### What to produce:
When you reach the line in the listing below that contains "fn from(value: i64)", begin returning lines exactly as written, and stop after the line that contains "raw_html = Some(value);". Return no other lines.

### Input for this task:

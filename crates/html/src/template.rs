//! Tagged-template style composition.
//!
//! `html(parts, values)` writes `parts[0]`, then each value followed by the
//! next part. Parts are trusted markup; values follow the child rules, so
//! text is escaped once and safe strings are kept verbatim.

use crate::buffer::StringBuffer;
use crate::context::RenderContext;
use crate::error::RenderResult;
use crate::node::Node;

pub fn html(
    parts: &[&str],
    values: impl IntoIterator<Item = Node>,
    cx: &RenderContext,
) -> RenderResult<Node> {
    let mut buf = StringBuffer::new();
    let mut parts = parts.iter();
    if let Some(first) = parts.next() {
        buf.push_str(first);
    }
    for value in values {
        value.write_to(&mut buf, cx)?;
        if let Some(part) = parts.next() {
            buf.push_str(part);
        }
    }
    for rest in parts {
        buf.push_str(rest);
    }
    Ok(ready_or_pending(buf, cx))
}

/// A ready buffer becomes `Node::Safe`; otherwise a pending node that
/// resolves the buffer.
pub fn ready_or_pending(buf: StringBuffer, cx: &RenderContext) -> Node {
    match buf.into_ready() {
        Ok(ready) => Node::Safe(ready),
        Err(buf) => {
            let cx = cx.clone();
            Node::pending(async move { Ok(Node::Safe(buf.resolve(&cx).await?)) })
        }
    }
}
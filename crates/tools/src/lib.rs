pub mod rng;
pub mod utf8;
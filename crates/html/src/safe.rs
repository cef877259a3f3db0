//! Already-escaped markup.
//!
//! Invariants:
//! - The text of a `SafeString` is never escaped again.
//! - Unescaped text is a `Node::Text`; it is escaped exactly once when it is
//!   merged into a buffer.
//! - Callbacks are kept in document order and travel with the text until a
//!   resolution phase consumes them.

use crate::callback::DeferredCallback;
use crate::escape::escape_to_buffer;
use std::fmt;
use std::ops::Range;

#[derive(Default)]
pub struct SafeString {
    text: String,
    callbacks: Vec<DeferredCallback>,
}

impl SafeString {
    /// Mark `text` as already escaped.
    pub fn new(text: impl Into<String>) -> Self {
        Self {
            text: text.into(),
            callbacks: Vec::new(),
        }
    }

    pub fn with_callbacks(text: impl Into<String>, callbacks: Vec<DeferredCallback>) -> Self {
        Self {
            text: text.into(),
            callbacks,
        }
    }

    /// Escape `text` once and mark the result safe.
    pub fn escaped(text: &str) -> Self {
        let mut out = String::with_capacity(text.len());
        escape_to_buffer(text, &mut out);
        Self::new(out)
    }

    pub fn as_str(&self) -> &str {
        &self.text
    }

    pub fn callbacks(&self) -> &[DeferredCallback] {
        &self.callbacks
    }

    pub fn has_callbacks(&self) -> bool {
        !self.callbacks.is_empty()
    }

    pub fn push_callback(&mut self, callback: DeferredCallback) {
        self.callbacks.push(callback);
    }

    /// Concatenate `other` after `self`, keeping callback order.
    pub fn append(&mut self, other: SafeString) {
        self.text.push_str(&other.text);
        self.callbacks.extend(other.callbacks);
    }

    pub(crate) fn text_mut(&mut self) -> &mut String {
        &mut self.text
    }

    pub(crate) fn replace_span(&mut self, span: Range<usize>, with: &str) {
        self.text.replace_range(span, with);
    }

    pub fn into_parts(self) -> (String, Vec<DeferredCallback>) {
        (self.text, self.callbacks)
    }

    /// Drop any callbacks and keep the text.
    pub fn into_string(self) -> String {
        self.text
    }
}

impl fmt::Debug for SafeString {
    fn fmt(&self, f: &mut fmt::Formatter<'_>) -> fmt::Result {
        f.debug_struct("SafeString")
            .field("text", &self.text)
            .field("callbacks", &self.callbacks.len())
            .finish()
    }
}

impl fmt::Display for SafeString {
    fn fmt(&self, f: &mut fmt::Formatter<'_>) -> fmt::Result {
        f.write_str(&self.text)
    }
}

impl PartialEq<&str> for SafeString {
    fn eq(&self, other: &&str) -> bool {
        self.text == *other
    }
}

==

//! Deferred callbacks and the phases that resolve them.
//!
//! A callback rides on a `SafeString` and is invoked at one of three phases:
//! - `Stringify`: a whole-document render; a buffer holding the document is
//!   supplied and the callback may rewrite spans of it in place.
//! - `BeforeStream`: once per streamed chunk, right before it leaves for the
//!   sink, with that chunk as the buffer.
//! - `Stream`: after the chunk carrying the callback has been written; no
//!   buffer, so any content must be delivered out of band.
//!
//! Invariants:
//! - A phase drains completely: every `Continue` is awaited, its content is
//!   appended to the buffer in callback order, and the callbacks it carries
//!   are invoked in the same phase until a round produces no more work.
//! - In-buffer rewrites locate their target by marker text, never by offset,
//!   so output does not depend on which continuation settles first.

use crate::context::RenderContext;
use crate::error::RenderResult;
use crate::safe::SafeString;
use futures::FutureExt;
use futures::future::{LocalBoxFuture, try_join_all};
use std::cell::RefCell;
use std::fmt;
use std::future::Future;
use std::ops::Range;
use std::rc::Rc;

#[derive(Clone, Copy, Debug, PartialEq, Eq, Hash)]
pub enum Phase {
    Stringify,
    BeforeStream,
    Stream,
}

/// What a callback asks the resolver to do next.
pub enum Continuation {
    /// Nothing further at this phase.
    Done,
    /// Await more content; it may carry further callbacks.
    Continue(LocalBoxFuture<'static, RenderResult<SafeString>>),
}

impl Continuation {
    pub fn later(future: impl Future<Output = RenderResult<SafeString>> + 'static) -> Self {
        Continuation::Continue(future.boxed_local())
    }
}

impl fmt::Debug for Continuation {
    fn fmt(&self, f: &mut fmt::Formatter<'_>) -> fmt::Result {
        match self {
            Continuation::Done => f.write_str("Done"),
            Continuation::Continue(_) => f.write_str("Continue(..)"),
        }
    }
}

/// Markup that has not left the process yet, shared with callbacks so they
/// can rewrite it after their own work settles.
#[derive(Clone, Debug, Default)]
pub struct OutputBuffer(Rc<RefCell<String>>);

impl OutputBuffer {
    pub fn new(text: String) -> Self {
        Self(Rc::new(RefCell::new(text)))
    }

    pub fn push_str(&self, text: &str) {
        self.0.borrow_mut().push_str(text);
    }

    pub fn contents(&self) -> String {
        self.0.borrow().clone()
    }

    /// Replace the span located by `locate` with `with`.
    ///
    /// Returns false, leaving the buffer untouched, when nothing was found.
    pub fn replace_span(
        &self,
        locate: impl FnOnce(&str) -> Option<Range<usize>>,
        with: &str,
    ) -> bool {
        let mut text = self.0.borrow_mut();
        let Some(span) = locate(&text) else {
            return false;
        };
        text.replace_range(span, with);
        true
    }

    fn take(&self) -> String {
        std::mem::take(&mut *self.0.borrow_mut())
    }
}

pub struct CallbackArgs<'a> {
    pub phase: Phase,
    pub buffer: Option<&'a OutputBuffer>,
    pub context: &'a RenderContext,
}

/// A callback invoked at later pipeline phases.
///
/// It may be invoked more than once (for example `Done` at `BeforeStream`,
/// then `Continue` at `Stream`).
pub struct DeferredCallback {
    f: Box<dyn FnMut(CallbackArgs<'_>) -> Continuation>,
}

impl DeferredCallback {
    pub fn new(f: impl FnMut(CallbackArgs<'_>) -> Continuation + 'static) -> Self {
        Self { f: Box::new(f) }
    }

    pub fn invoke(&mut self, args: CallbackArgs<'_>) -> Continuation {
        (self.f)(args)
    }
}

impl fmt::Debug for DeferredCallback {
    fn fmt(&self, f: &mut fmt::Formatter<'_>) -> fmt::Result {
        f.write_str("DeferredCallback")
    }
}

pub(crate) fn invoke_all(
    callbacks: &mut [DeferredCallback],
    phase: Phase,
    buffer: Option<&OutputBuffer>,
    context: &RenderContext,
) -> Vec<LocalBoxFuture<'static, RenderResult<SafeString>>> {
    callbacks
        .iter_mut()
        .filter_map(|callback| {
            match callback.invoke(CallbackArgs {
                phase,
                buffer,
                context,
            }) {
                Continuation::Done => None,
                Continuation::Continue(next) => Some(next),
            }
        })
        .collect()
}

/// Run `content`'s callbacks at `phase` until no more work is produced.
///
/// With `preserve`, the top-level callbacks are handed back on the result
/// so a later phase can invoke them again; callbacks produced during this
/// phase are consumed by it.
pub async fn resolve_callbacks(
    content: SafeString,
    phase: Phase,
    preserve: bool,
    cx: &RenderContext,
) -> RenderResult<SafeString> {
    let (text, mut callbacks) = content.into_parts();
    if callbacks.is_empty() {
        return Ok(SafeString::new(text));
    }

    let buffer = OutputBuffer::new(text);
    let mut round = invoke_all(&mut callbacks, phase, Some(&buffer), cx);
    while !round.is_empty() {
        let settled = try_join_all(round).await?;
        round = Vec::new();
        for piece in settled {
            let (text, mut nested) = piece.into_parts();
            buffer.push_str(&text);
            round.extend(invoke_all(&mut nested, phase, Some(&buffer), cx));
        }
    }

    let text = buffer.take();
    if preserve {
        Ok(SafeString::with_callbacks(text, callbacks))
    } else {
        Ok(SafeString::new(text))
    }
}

* * *

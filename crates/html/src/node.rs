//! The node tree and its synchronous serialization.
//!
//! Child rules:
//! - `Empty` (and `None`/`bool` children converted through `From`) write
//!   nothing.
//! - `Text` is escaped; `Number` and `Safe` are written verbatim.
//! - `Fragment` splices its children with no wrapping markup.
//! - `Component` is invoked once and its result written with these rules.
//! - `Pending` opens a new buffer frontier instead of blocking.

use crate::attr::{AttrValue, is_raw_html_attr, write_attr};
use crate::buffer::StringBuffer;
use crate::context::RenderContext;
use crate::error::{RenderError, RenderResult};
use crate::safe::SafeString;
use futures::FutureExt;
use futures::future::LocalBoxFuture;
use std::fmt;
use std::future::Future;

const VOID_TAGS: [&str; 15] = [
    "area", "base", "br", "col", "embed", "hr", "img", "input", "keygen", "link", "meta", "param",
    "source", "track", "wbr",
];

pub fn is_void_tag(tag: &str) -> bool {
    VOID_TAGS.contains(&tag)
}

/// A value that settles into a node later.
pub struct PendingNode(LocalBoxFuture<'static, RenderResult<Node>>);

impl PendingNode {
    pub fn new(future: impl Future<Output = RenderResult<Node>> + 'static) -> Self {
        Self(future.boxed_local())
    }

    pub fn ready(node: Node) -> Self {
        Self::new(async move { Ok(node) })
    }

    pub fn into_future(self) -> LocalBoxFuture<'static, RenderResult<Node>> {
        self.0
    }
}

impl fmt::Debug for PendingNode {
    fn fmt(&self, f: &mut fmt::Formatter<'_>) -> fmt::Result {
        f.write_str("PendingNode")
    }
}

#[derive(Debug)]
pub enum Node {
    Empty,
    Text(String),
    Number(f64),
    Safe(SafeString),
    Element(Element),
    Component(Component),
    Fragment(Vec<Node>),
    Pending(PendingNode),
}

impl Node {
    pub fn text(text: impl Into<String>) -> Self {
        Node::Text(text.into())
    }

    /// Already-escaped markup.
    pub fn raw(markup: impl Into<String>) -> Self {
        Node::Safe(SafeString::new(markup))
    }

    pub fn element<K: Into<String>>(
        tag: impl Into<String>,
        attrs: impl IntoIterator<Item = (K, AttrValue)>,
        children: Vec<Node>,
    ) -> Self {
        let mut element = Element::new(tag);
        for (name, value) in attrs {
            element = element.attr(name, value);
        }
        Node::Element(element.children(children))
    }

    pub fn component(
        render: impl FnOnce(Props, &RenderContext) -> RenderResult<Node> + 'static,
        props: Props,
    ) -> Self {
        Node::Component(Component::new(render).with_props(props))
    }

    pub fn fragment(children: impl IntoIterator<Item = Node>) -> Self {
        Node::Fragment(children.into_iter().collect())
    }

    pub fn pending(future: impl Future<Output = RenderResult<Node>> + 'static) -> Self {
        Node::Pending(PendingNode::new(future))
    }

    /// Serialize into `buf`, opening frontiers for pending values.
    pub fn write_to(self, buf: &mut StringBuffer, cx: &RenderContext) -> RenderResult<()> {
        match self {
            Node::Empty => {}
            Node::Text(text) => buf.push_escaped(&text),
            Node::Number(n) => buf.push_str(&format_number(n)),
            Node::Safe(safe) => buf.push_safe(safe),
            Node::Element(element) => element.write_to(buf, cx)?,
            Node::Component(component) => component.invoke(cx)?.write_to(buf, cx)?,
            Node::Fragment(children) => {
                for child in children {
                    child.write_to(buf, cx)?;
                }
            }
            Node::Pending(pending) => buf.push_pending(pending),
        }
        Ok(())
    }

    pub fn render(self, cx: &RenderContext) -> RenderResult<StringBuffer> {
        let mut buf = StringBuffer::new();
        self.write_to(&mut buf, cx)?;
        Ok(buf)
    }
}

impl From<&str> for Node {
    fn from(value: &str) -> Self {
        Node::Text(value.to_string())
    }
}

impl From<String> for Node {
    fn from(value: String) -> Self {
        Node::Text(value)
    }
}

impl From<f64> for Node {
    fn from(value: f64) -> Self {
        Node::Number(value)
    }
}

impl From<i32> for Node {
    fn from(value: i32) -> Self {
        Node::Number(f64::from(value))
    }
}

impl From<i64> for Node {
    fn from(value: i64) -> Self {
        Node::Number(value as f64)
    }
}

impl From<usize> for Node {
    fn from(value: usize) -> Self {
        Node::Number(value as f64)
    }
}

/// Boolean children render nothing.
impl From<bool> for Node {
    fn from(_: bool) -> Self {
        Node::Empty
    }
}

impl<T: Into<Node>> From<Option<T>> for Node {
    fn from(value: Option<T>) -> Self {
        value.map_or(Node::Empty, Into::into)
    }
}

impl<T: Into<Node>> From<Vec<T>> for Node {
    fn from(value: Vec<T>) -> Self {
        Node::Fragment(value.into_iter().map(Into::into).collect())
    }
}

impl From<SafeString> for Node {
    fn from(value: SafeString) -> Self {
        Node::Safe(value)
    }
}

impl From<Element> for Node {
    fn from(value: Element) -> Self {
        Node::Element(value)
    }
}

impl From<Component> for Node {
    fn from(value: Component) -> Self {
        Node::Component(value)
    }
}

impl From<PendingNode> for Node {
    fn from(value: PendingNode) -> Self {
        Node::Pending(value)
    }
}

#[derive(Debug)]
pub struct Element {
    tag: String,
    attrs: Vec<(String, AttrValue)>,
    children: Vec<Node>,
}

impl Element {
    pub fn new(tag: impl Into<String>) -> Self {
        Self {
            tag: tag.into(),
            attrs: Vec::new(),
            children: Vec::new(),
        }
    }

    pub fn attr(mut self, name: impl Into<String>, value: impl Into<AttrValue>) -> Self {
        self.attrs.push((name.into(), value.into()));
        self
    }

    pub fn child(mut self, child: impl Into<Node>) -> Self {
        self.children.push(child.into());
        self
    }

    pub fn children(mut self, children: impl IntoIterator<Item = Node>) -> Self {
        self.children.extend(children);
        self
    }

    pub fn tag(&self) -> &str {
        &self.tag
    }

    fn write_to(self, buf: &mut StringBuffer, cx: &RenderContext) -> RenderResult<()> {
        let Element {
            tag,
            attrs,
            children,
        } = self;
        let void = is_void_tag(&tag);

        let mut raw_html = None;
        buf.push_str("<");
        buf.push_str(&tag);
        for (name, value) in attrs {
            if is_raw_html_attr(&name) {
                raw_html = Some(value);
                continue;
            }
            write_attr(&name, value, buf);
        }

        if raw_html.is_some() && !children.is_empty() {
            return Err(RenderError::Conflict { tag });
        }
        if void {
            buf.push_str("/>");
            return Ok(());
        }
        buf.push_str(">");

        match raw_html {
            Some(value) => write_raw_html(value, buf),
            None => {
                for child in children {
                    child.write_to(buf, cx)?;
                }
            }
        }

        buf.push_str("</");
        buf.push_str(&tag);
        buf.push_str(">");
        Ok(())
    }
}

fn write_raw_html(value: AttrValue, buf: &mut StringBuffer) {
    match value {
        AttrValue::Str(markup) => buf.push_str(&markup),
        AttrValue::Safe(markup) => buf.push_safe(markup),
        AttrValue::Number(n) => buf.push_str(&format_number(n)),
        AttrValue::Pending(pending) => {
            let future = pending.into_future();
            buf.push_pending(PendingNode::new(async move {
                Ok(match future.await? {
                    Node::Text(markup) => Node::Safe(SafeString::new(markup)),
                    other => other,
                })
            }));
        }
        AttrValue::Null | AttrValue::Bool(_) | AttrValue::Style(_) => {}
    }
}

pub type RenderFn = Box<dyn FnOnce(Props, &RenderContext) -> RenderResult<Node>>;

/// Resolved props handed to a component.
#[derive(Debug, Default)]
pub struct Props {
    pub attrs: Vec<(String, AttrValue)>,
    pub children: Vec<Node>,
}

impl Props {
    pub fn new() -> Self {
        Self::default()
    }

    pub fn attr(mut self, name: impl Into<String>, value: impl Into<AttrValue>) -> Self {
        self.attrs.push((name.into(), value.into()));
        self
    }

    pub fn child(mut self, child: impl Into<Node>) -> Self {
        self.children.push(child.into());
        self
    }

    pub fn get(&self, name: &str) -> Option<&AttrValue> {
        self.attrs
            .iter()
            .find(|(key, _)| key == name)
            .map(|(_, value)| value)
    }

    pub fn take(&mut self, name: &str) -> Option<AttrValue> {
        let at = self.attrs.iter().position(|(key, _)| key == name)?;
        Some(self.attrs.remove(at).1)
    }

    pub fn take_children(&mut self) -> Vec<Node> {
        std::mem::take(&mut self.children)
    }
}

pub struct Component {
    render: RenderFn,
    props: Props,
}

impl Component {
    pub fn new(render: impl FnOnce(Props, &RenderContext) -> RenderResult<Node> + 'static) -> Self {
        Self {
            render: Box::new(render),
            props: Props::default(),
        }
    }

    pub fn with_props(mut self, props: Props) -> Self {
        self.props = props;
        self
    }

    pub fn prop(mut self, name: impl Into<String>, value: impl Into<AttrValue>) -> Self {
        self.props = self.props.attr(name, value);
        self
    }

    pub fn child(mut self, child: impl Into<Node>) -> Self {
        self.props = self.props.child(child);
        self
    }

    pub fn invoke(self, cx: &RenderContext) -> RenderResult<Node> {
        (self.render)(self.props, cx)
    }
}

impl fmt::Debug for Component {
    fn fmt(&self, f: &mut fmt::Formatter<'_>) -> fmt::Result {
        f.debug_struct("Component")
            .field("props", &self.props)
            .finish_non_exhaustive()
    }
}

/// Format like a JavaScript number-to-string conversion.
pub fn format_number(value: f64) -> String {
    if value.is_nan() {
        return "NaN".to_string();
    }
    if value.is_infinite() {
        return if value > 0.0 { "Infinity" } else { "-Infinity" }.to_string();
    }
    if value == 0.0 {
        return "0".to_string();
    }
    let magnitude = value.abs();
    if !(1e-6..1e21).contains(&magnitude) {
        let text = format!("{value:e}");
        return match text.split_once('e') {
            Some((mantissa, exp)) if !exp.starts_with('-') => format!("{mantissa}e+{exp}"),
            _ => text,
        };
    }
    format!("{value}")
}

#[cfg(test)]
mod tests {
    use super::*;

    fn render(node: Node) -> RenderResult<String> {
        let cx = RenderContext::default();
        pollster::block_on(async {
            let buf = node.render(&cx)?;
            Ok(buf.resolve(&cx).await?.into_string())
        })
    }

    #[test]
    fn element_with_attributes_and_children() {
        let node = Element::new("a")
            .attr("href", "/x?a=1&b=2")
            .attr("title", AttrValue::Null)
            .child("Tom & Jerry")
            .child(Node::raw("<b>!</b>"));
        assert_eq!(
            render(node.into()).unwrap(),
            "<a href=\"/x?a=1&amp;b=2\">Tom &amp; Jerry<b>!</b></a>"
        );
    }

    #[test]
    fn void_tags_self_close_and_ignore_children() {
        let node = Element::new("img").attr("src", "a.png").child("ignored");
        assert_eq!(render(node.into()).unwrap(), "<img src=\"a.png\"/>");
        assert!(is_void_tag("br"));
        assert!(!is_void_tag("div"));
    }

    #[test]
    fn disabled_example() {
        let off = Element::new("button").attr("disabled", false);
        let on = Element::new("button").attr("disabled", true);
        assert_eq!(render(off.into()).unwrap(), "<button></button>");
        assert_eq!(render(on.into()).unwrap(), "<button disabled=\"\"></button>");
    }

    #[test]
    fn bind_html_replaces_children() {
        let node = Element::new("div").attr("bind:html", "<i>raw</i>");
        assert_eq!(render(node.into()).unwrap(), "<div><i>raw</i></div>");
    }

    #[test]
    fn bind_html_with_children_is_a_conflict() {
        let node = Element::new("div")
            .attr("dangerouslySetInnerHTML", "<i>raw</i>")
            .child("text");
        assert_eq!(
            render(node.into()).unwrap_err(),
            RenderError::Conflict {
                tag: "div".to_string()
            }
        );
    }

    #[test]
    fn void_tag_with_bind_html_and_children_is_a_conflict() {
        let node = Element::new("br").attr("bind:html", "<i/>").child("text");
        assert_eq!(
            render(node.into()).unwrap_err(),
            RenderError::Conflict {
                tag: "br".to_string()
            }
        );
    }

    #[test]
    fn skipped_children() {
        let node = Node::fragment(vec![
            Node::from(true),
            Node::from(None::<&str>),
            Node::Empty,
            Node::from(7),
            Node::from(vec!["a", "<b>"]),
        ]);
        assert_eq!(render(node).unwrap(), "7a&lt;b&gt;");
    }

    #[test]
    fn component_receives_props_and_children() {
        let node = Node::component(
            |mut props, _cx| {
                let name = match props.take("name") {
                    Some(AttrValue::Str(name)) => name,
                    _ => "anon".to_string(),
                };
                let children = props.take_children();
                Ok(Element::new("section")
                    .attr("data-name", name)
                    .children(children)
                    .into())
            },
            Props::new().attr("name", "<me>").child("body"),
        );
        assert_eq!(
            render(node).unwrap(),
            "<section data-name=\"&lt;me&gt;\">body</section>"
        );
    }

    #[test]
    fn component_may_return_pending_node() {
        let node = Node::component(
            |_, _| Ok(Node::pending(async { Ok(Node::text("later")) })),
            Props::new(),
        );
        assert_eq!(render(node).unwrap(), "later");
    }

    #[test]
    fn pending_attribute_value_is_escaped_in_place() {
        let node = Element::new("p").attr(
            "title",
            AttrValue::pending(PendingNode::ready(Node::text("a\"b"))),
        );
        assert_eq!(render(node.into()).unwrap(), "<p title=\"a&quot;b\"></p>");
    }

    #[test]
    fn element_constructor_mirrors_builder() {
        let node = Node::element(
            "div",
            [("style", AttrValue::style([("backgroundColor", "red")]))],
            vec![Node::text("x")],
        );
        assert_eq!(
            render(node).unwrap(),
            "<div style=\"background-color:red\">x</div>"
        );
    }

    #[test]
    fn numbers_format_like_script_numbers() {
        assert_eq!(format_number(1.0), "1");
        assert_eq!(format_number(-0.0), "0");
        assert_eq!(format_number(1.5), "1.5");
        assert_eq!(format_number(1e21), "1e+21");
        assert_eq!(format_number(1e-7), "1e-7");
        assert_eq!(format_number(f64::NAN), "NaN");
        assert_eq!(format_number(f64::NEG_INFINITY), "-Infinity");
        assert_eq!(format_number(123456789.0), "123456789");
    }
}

### Finished task:
    fn from(value: i64) -> Self {
        Node::Number(value as f64)
    }
}

impl From<usize> for Node {
    fn from(value: usize) -> Self {
        Node::Number(value as f64)
    }
}

/// Boolean children render nothing.
impl From<bool> for Node {
    fn from(_: bool) -> Self {
        Node::Empty
    }
}

impl<T: Into<Node>> From<Option<T>> for Node {
    fn from(value: Option<T>) -> Self {
        value.map_or(Node::Empty, Into::into)
    }
}

impl<T: Into<Node>> From<Vec<T>> for Node {
    fn from(value: Vec<T>) -> Self {
        Node::Fragment(value.into_iter().map(Into::into).collect())
    }
}

impl From<SafeString> for Node {
    fn from(value: SafeString) -> Self {
        Node::Safe(value)
    }
}

impl From<Element> for Node {
    fn from(value: Element) -> Self {
        Node::Element(value)
    }
}

impl From<Component> for Node {
    fn from(value: Component) -> Self {
        Node::Component(value)
    }
}

impl From<PendingNode> for Node {
    fn from(value: PendingNode) -> Self {
        Node::Pending(value)
    }
}

#[derive(Debug)]
pub struct Element {
    tag: String,
    attrs: Vec<(String, AttrValue)>,
    children: Vec<Node>,
}

impl Element {
    pub fn new(tag: impl Into<String>) -> Self {
        Self {
            tag: tag.into(),
            attrs: Vec::new(),
            children: Vec::new(),
        }
    }

    pub fn attr(mut self, name: impl Into<String>, value: impl Into<AttrValue>) -> Self {
        self.attrs.push((name.into(), value.into()));
        self
    }

    pub fn child(mut self, child: impl Into<Node>) -> Self {
        self.children.push(child.into());
        self
    }

    pub fn children(mut self, children: impl IntoIterator<Item = Node>) -> Self {
        self.children.extend(children);
        self
    }

    pub fn tag(&self) -> &str {
        &self.tag
    }

    fn write_to(self, buf: &mut StringBuffer, cx: &RenderContext) -> RenderResult<()> {
        let Element {
            tag,
            attrs,
            children,
        } = self;
        let void = is_void_tag(&tag);

        let mut raw_html = None;
        buf.push_str("<");
        buf.push_str(&tag);
        for (name, value) in attrs {
            if is_raw_html_attr(&name) {
                raw_html = Some(value);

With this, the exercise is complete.